During the period of my mother's dementia, my husband and I was also caring for my m-I-l , just elderly, blind and physically disabled and the discrepancy between the two was more obvious and poignant. My m-i-l enjoyed rejoicing with her grandchildren, over their engagements, weddings and birth of her great-grandchildren. My mother didn't even know what a birthday, engagement, wedding, grandchild etc was and didn't even attempt to focus on pictures I brought in to show her. That was really distressing and painful. Whereas my -m-il and f-I-l were still very much involved in life, obviously enjoying life, my mother was similar to 'locked-in syndrome' where she was no longer able to interact in any way with the world and her surroundings. That is when although I would not advocate 'euthanasi' I would like it to be permissible to 'let nature take it's course' and use no more interventions to keep a body going because they need to 'do no harm'. The Dr and I agreed but the NH said they couldn't follow that and 'had to follow guidelines'.
 
Last edited:

lemonjuice

Registered User
Jun 15, 2016
1,534
0
England
Does that make sense?
Oh yes. Even though my mother didn't seem to react at all, my constant battle with her NH was over the issue of her music. I provided a CD player with music from her native country, so at least she could hear her native language and familiar soothing music which I asked to be on pretty nearly all day and at night if she was awake. Although I have no idea if she could understand me I always spoke in her native language on my visits. When I visited and found the radio on and Radio 1 blaring out full blast:eek:! I had many, many discussions with the Home. We even provided laminated notices at 3 places in the room, but inevitably some carers failed to follow instructions. She was long past the possibility of being able to move her and at least some of the carers were familiar with her.
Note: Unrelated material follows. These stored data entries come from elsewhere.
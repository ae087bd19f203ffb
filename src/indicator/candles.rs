//! Indicator snapshots computed locally from exchange candles

use async_trait::async_trait;
use tracing::debug;

use super::*;
use crate::coindcx::{Candle, CoinDCXClient};
use crate::indicators::{ema, last_value, macd, rsi, stochastic, FibonacciPivots};

/// Builds snapshots from CoinDCX candles instead of asking a scanner
pub struct CandleIndicatorSource {
    client: CoinDCXClient,
    limit: u32,
}

impl CandleIndicatorSource {
    pub fn new(client: CoinDCXClient, limit: u32) -> Self {
        Self { client, limit }
    }
}

#[async_trait]
impl IndicatorSource for CandleIndicatorSource {
    async fn snapshot(&self, query: &IndicatorQuery) -> Result<IndicatorSnapshot> {
        let candles = self
            .client
            .get_candles_for_symbol(&query.symbol, query.interval.candle_interval(), self.limit)
            .await?;
        debug!("Computing indicators for {} from {} candles", query.symbol, candles.len());
        snapshot_from_candles(candles).map_err(|e| match e {
            BotError::IndicatorUnavailable(_) => BotError::IndicatorUnavailable(query.ticker()),
            other => other,
        })
    }
}

/// Compute a snapshot from candles in any order
///
/// Price fields come from the newest candle. Pivots use the completed
/// candles, i.e. every candle but the newest.
pub fn snapshot_from_candles(mut candles: Vec<Candle>) -> Result<IndicatorSnapshot> {
    if candles.len() < 2 {
        return Err(BotError::IndicatorUnavailable(format!(
            "{} candles",
            candles.len()
        )));
    }
    candles.sort_by_key(|c| c.time);

    let closes: Vec<f64> = candles.iter().map(|c| c.close).collect();
    let mut snapshot = IndicatorSnapshot::new();

    let mut put = |key: &str, value: Option<f64>| {
        if let Some(v) = value {
            snapshot.insert(key, v);
        }
    };

    put(RSI, last_value(&rsi(&closes, 14)));
    for (key, period) in [(EMA10, 10), (EMA20, 20), (EMA50, 50), (EMA100, 100), (EMA200, 200)] {
        put(key, last_value(&ema(&closes, period)));
    }

    let (macd_line, signal_line) = macd(&closes, 12, 26, 9);
    put(MACD, last_value(&macd_line));
    put(MACD_SIGNAL, last_value(&signal_line));

    let (k, d) = stochastic(&candles, 14, 3, 3);
    put(STOCH_K, last_value(&k));
    put(STOCH_D, last_value(&d));

    let (latest, completed) = candles
        .split_last()
        .ok_or_else(|| BotError::IndicatorUnavailable("no candles".to_string()))?;
    put(OPEN, Some(latest.open));
    put(HIGH, Some(latest.high));
    put(LOW, Some(latest.low));
    put(CLOSE, Some(latest.close));
    put(VOLUME, Some(latest.volume));

    if let Some(pivots) = FibonacciPivots::from_candles(completed) {
        snapshot.set_pivots(&pivots);
    }

    Ok(snapshot)
}

#[cfg(test)]
mod tests {
    use super::*;

    fn candles(n: usize) -> Vec<Candle> {
        // newest first, as the exchange returns them
        (0..n)
            .rev()
            .map(|i| {
                let close = 100.0 + (i as f64 * 0.3).sin() * 10.0 + i as f64 * 0.1;
                Candle {
                    open: close - 0.5,
                    high: close + 1.0,
                    low: close - 1.0,
                    close,
                    volume: 10.0 + i as f64,
                    time: 1_700_000_000_000 + i as i64 * 60_000,
                }
            })
            .collect()
    }

    #[test]
    fn test_full_snapshot() {
        let input = candles(250);
        let newest_close = input[0].close;

        let snapshot = snapshot_from_candles(input).unwrap();
        assert_eq!(snapshot.len(), SNAPSHOT_FIELDS.len());
        assert_eq!(snapshot.close().unwrap(), newest_close);

        let rsi = snapshot.rsi().unwrap();
        assert!((0.0..=100.0).contains(&rsi));

        let pivots = snapshot.pivots().unwrap();
        assert!(pivots.s3 < pivots.s1 && pivots.s1 < pivots.pivot && pivots.pivot < pivots.r1);
    }

    #[test]
    fn test_pivots_exclude_latest_candle() {
        let mut input = candles(30);
        // a spike in the forming candle must not move the pivots
        input[0].high = 10_000.0;
        let spiked = snapshot_from_candles(input.clone()).unwrap();

        input[0].high = input[0].close + 1.0;
        let normal = snapshot_from_candles(input).unwrap();

        assert_eq!(spiked.pivots().unwrap(), normal.pivots().unwrap());
    }

    #[test]
    fn test_short_history_omits_long_averages() {
        let snapshot = snapshot_from_candles(candles(30)).unwrap();
        assert!(snapshot.get(EMA20).is_some());
        assert!(snapshot.get(EMA200).is_none());
        assert!(snapshot.get(RSI).is_some());
    }

    #[test]
    fn test_too_few_candles() {
        assert!(matches!(
            snapshot_from_candles(candles(1)),
            Err(BotError::IndicatorUnavailable(_))
        ));
    }
}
I do believe that at least the music was the last possible pleasure left to her and trust that it in some way eased those last years.
 

maryjoan

Registered User
Mar 25, 2017
1,634
0
South of the Border
Oh yes. Even though my mother didn't seem to react at all, my constant battle with her NH was over the issue of her music. I provided a CD player with music from her native country, so at least she could hear her native language and familiar soothing music which I asked to be on pretty nearly all day and at night if she was awake. Although I have no idea if she could understand me I always spoke in her native language on my visits. When I visited and found the radio on and Radio 1 blaring out full blast:eek:! I had many, many discussions with the Home. We even provided laminated notices at 3 places in the room, but inevitably some carers failed to follow instructions. She was long past the possibility of being able to move her and at least some of the carers were familiar with her.

I do believe that at least the music was the last possible pleasure left to her and trust that it in some way eased those last years.
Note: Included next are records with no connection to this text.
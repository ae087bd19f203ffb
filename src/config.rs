//! Configuration management
//!
//! Handles loading and parsing of the YAML configuration file with
//! environment variable overrides for secrets. Every section has defaults
//! so a partial file (or no file at all) still yields a usable config.

use serde::{Deserialize, Serialize};
use std::fs;
use std::path::{Path, PathBuf};
use std::time::Duration;

use crate::error::{BotError, Result};

/// Main configuration structure
#[derive(Debug, Clone, Default, Serialize, Deserialize)]
#[serde(default)]
pub struct AppConfig {
    pub owner: OwnerConfig,
    pub exchange: ExchangeConfig,
    pub indicators: IndicatorConfig,
    pub bot: BotConfig,
    pub credentials: CredentialsConfig,
    #[serde(skip_serializing_if = "Option::is_none")]
    pub email: Option<EmailConfig>,
    pub paths: PathsConfig,
}

impl AppConfig {
    /// Load configuration from a YAML file and apply environment overrides
    pub fn from_file(path: impl AsRef<Path>) -> Result<Self> {
        let path = path.as_ref();
        let contents = fs::read_to_string(path).map_err(|e| {
            BotError::Config(format!("Failed to read {}: {}", path.display(), e))
        })?;
        let mut config = Self::from_yaml(&contents)?;
        config.apply_env();
        Ok(config)
    }

    /// Parse configuration from YAML text, without environment overrides
    pub fn from_yaml(contents: &str) -> Result<Self> {
        if contents.trim().is_empty() {
            return Ok(Self::default());
        }
        let config: AppConfig = serde_yaml::from_str(contents)?;
        config.validate()?;
        Ok(config)
    }

    /// Load secrets from environment variables when set
    pub fn apply_env(&mut self) {
        if let Ok(api_key) = std::env::var("COINDCX_API_KEY") {
            self.exchange.api_key = Some(api_key);
        }
        if let Ok(api_secret) = std::env::var("COINDCX_API_SECRET") {
            self.exchange.api_secret = Some(api_secret);
        }
        if let Ok(key) = std::env::var("CREDENTIALS_ENCRYPTION_KEY") {
            self.credentials.encryption_key = Some(key);
        }
        if let Some(email) = self.email.as_mut() {
            if let Ok(username) = std::env::var("SMTP_USERNAME") {
                email.username = username;
            }
            if let Ok(password) = std::env::var("SMTP_PASSWORD") {
                email.password = password;
            }
        }
    }

    fn validate(&self) -> Result<()> {
        let bot = &self.bot;
        if !(0.0..=1.0).contains(&bot.order_fraction) {
            return Err(BotError::Config(format!(
                "bot.order_fraction must be within [0, 1], got {}",
                bot.order_fraction
            )));
        }
        if bot.rsi_buy_below >= bot.rsi_sell_above {
            return Err(BotError::Config(format!(
                "bot.rsi_buy_below ({}) must be below bot.rsi_sell_above ({})",
                bot.rsi_buy_below, bot.rsi_sell_above
            )));
        }
        Ok(())
    }
}

/// Account owner, used as the default trading account and mail recipient
#[derive(Debug, Clone, Default, Serialize, Deserialize)]
#[serde(default)]
pub struct OwnerConfig {
    pub username: String,
    pub email: String,
}

/// Exchange configuration
#[derive(Debug, Clone, Serialize, Deserialize)]
#[serde(default)]
pub struct ExchangeConfig {
    pub api_base_url: String,
    pub public_base_url: String,
    pub timeout_secs: u64,
    #[serde(skip_serializing_if = "Option::is_none")]
    pub api_key: Option<String>,
    #[serde(skip_serializing_if = "Option::is_none")]
    pub api_secret: Option<String>,
}

impl Default for ExchangeConfig {
    fn default() -> Self {
        ExchangeConfig {
            api_base_url: "https://api.coindcx.com".to_string(),
            public_base_url: "https://public.coindcx.com".to_string(),
            timeout_secs: 60,
            api_key: None,
            api_secret: None,
        }
    }
}

impl ExchangeConfig {
    pub fn timeout(&self) -> Duration {
        Duration::from_secs(self.timeout_secs)
    }
}

/// Which indicator source feeds the trading loop
#[derive(Debug, Clone, Copy, PartialEq, Eq, Default, Serialize, Deserialize)]
#[serde(rename_all = "lowercase")]
pub enum IndicatorProvider {
    #[default]
    TradingView,
    Candles,
}

/// Indicator provider configuration
#[derive(Debug, Clone, Serialize, Deserialize)]
#[serde(default)]
pub struct IndicatorConfig {
    pub provider: IndicatorProvider,
    pub scanner_url: String,
    pub timeout_secs: u64,
    /// Number of candles fetched when indicators are computed locally
    pub candle_limit: u32,
}

impl Default for IndicatorConfig {
    fn default() -> Self {
        IndicatorConfig {
            provider: IndicatorProvider::TradingView,
            scanner_url: "https://scanner.tradingview.com".to_string(),
            timeout_secs: 60,
            candle_limit: 300,
        }
    }
}

/// Trading loop configuration
#[derive(Debug, Clone, Serialize, Deserialize)]
#[serde(default)]
pub struct BotConfig {
    pub coin_1: String,
    pub coin_2: String,
    /// Exchange name as known to the indicator provider (e.g. "Binance")
    pub market: String,
    pub screener: String,
    pub interval: String,
    pub rsi_buy_below: f64,
    pub rsi_sell_above: f64,
    pub max_trades: u32,
    pub retry_delay_secs: u64,
    pub poll_interval_secs: u64,
    pub order_fraction: f64,
    pub min_order_value: f64,
}

impl Default for BotConfig {
    fn default() -> Self {
        BotConfig {
            coin_1: "BTC".to_string(),
            coin_2: "USDT".to_string(),
            market: "Binance".to_string(),
            screener: "Crypto".to_string(),
            interval: "4h".to_string(),
            rsi_buy_below: 37.0,
            rsi_sell_above: 60.0,
            max_trades: 100,
            retry_delay_secs: 60,
            poll_interval_secs: 60,
            order_fraction: 0.33,
            min_order_value: 0.0001,
        }
    }
}

impl BotConfig {
    /// Exchange market symbol, e.g. "BTCUSDT"
    pub fn symbol(&self) -> String {
        format!("{}{}", self.coin_1, self.coin_2)
    }

    pub fn retry_delay(&self) -> Duration {
        Duration::from_secs(self.retry_delay_secs)
    }

    pub fn poll_interval(&self) -> Duration {
        Duration::from_secs(self.poll_interval_secs)
    }
}

/// Credential backend selection
#[derive(Debug, Clone, Copy, PartialEq, Eq, Default, Serialize, Deserialize)]
#[serde(rename_all = "lowercase")]
pub enum CredentialBackend {
    Yaml,
    Sqlite,
    /// SQL table first, YAML file as fallback
    #[default]
    Chained,
}

impl std::str::FromStr for CredentialBackend {
    type Err = String;

    fn from_str(s: &str) -> std::result::Result<Self, Self::Err> {
        match s.to_lowercase().as_str() {
            "yaml" => Ok(Self::Yaml),
            "sqlite" | "sql" => Ok(Self::Sqlite),
            "chained" => Ok(Self::Chained),
            other => Err(format!("Unknown credential backend: {}", other)),
        }
    }
}

/// Credential store configuration
#[derive(Debug, Clone, Serialize, Deserialize)]
#[serde(default)]
pub struct CredentialsConfig {
    pub backend: CredentialBackend,
    pub yaml_path: PathBuf,
    pub sqlite_path: PathBuf,
    /// Base64 AES-256 key used to encrypt secrets in the SQL table
    #[serde(skip_serializing_if = "Option::is_none")]
    pub encryption_key: Option<String>,
}

impl Default for CredentialsConfig {
    fn default() -> Self {
        CredentialsConfig {
            backend: CredentialBackend::Chained,
            yaml_path: PathBuf::from("credentials.yaml"),
            sqlite_path: PathBuf::from("credentials.db"),
            encryption_key: None,
        }
    }
}

/// SMTP configuration
#[derive(Debug, Clone, Serialize, Deserialize)]
#[serde(default)]
pub struct EmailConfig {
    pub smtp_host: String,
    pub smtp_port: u16,
    pub username: String,
    pub password: String,
    /// Sender address, defaults to the SMTP username when empty
    pub sender: String,
}

impl Default for EmailConfig {
    fn default() -> Self {
        EmailConfig {
            smtp_host: "smtp.gmail.com".to_string(),
            smtp_port: 587,
            username: String::new(),
            password: String::new(),
            sender: String::new(),
        }
    }
}

/// Output file locations
#[derive(Debug, Clone, Serialize, Deserialize)]
#[serde(default)]
pub struct PathsConfig {
    pub order_history_file: PathBuf,
    pub market_data_dir: PathBuf,
    pub log_dir: PathBuf,
}

impl Default for PathsConfig {
    fn default() -> Self {
        PathsConfig {
            order_history_file: PathBuf::from("order_history.csv"),
            market_data_dir: PathBuf::from("market_data"),
            log_dir: PathBuf::from("logs"),
        }
    }
}

#[cfg(test)]
mod tests {
    use super::*;

    #[test]
    fn test_defaults() {
        let config = AppConfig::default();
        assert_eq!(config.bot.max_trades, 100);
        assert_eq!(config.bot.rsi_buy_below, 37.0);
        assert_eq!(config.bot.rsi_sell_above, 60.0);
        assert_eq!(config.bot.symbol(), "BTCUSDT");
        assert_eq!(config.exchange.timeout(), Duration::from_secs(60));
        assert_eq!(config.credentials.backend, CredentialBackend::Chained);
        assert!(config.email.is_none());
    }

    #[test]
    fn test_partial_yaml() {
        let yaml = r#"
owner:
  username: vishalnadig
bot:
  coin_1: XRP
  interval: 1h
indicators:
  provider: candles
email:
  username: bot@example.com
"#;
        let config = AppConfig::from_yaml(yaml).unwrap();
        assert_eq!(config.owner.username, "vishalnadig");
        assert_eq!(config.bot.symbol(), "XRPUSDT");
        assert_eq!(config.bot.interval, "1h");
        assert_eq!(config.bot.max_trades, 100);
        assert_eq!(config.indicators.provider, IndicatorProvider::Candles);
        let email = config.email.unwrap();
        assert_eq!(email.smtp_host, "smtp.gmail.com");
        assert_eq!(email.smtp_port, 587);
    }

    #[test]
    fn test_empty_yaml_is_default() {
        let config = AppConfig::from_yaml("").unwrap();
        assert_eq!(config.bot.coin_2, "USDT");
    }

    #[test]
    fn test_invalid_thresholds_rejected() {
        let yaml = "bot:\n  rsi_buy_below: 70\n  rsi_sell_above: 60\n";
        assert!(matches!(
            AppConfig::from_yaml(yaml),
            Err(BotError::Config(_))
        ));
    }

    #[test]
    fn test_backend_from_str() {
        assert_eq!("yaml".parse::<CredentialBackend>(), Ok(CredentialBackend::Yaml));
        assert_eq!("SQL".parse::<CredentialBackend>(), Ok(CredentialBackend::Sqlite));
        assert!("redis".parse::<CredentialBackend>().is_err());
    }
}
Just being nosey, what is your native language?
 

lemonjuice

Registered User
Jun 15, 2016
1,534
0
England
Just being nosey, what is your native language?
Not nosey at all.
My mother was born in Germany. She met my English father just after the war and as you may imagine at that time the marriage caused many upsets - 'marrying the enemy'.;)
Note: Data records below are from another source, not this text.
//! Credentials commands - manage per-user exchange keys

use anyhow::{Context, Result};
use clap::Args;
use tracing::info;

use crypto_trading_bot::config::AppConfig;
use crypto_trading_bot::credentials::{
    normalise_identity, open_store, CredentialRecord, CredentialStore, SecretCipher,
};

/// Account identity: a username, or first and last name
#[derive(Args, Debug)]
pub struct IdentityArgs {
    #[arg(short, long, default_value = "")]
    pub username: String,
    #[arg(long, default_value = "")]
    pub first_name: String,
    #[arg(long, default_value = "")]
    pub last_name: String,
}

impl IdentityArgs {
    fn key(&self) -> Result<String> {
        normalise_identity(&self.username, &self.first_name, &self.last_name)
            .context("Give --username, or both --first-name and --last-name")
    }
}

/// Account record; fields left out stay empty (add) or unchanged (update)
#[derive(Args, Debug)]
pub struct RecordArgs {
    #[command(flatten)]
    pub identity: IdentityArgs,
    #[arg(long, default_value = "")]
    pub email: String,
    #[arg(long, default_value = "")]
    pub api_key: String,
    #[arg(long, default_value = "")]
    pub secret_key: String,
    #[arg(long, default_value = "")]
    pub google_auth_key: String,
}

impl From<RecordArgs> for CredentialRecord {
    fn from(args: RecordArgs) -> Self {
        CredentialRecord {
            username: args.identity.username,
            first_name: args.identity.first_name,
            last_name: args.identity.last_name,
            email: args.email,
            api_key: args.api_key,
            secret_key: args.secret_key,
            google_auth_key: args.google_auth_key,
        }
    }
}

fn mask(secret: &str) -> String {
    let visible: String = secret.chars().take(4).collect();
    if secret.chars().count() <= 4 {
        "*".repeat(secret.len())
    } else {
        format!("{}{}", visible, "*".repeat(8))
    }
}

pub fn get(config: AppConfig, identity: IdentityArgs) -> Result<()> {
    let key = identity.key()?;
    let store = open_store(&config.credentials)?;
    let record = store.get(&key)?;

    println!("Account:  {}", key);
    println!("  Email:      {}", record.email);
    println!("  API key:    {}", record.api_key);
    println!("  Secret key: {}", mask(&record.secret_key));
    println!("  2FA key:    {}", mask(&record.google_auth_key));
    Ok(())
}

pub fn add(config: AppConfig, record: RecordArgs) -> Result<()> {
    let record = CredentialRecord::from(record);
    let key = record.key().context("Give --username, or both --first-name and --last-name")?;
    if record.api_key.is_empty() || record.secret_key.is_empty() {
        anyhow::bail!("--api-key and --secret-key are required when adding an account");
    }

    let mut store = open_store(&config.credentials)?;
    store.add(&record)?;
    info!("Added credentials for {}", key);
    println!("Added {}", key);
    Ok(())
}

pub fn update(config: AppConfig, record: RecordArgs) -> Result<()> {
    let record = CredentialRecord::from(record);
    let key = record.key().context("Give --username, or both --first-name and --last-name")?;

    let mut store = open_store(&config.credentials)?;
    store.update(&record)?;
    info!("Updated credentials for {}", key);
    println!("Updated {}", key);
    Ok(())
}

pub fn delete(config: AppConfig, identity: IdentityArgs) -> Result<()> {
    let key = identity.key()?;
    let mut store = open_store(&config.credentials)?;
    store.delete(&key)?;
    info!("Deleted credentials for {}", key);
    println!("Deleted {}", key);
    Ok(())
}

pub fn gen_key() -> Result<()> {
    println!("{}", SecretCipher::generate_key());
    println!("Set it as CREDENTIALS_ENCRYPTION_KEY or credentials.encryption_key");
    Ok(())
}

#[cfg(test)]
mod tests {
    use super::*;

    #[test]
    fn test_mask() {
        assert_eq!(mask("abc"), "***");
        assert_eq!(mask("abcdefgh"), "abcd********");
    }
}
Although I am proud of my heritage and certainly my mother was never afraid to admit her heritage, we did have to avoid those 'Reminiscence days' when they did things like celebrating the Brits winning the war or singing songs they sang during the war years etc. as other dementia sufferers didn't always view 'the enemy' with such 'kind eyes' ;). Actually that was one blessing when she lost the ability to interact quite early on and by the time she was ready for the NH it was no longer a problem with any residents.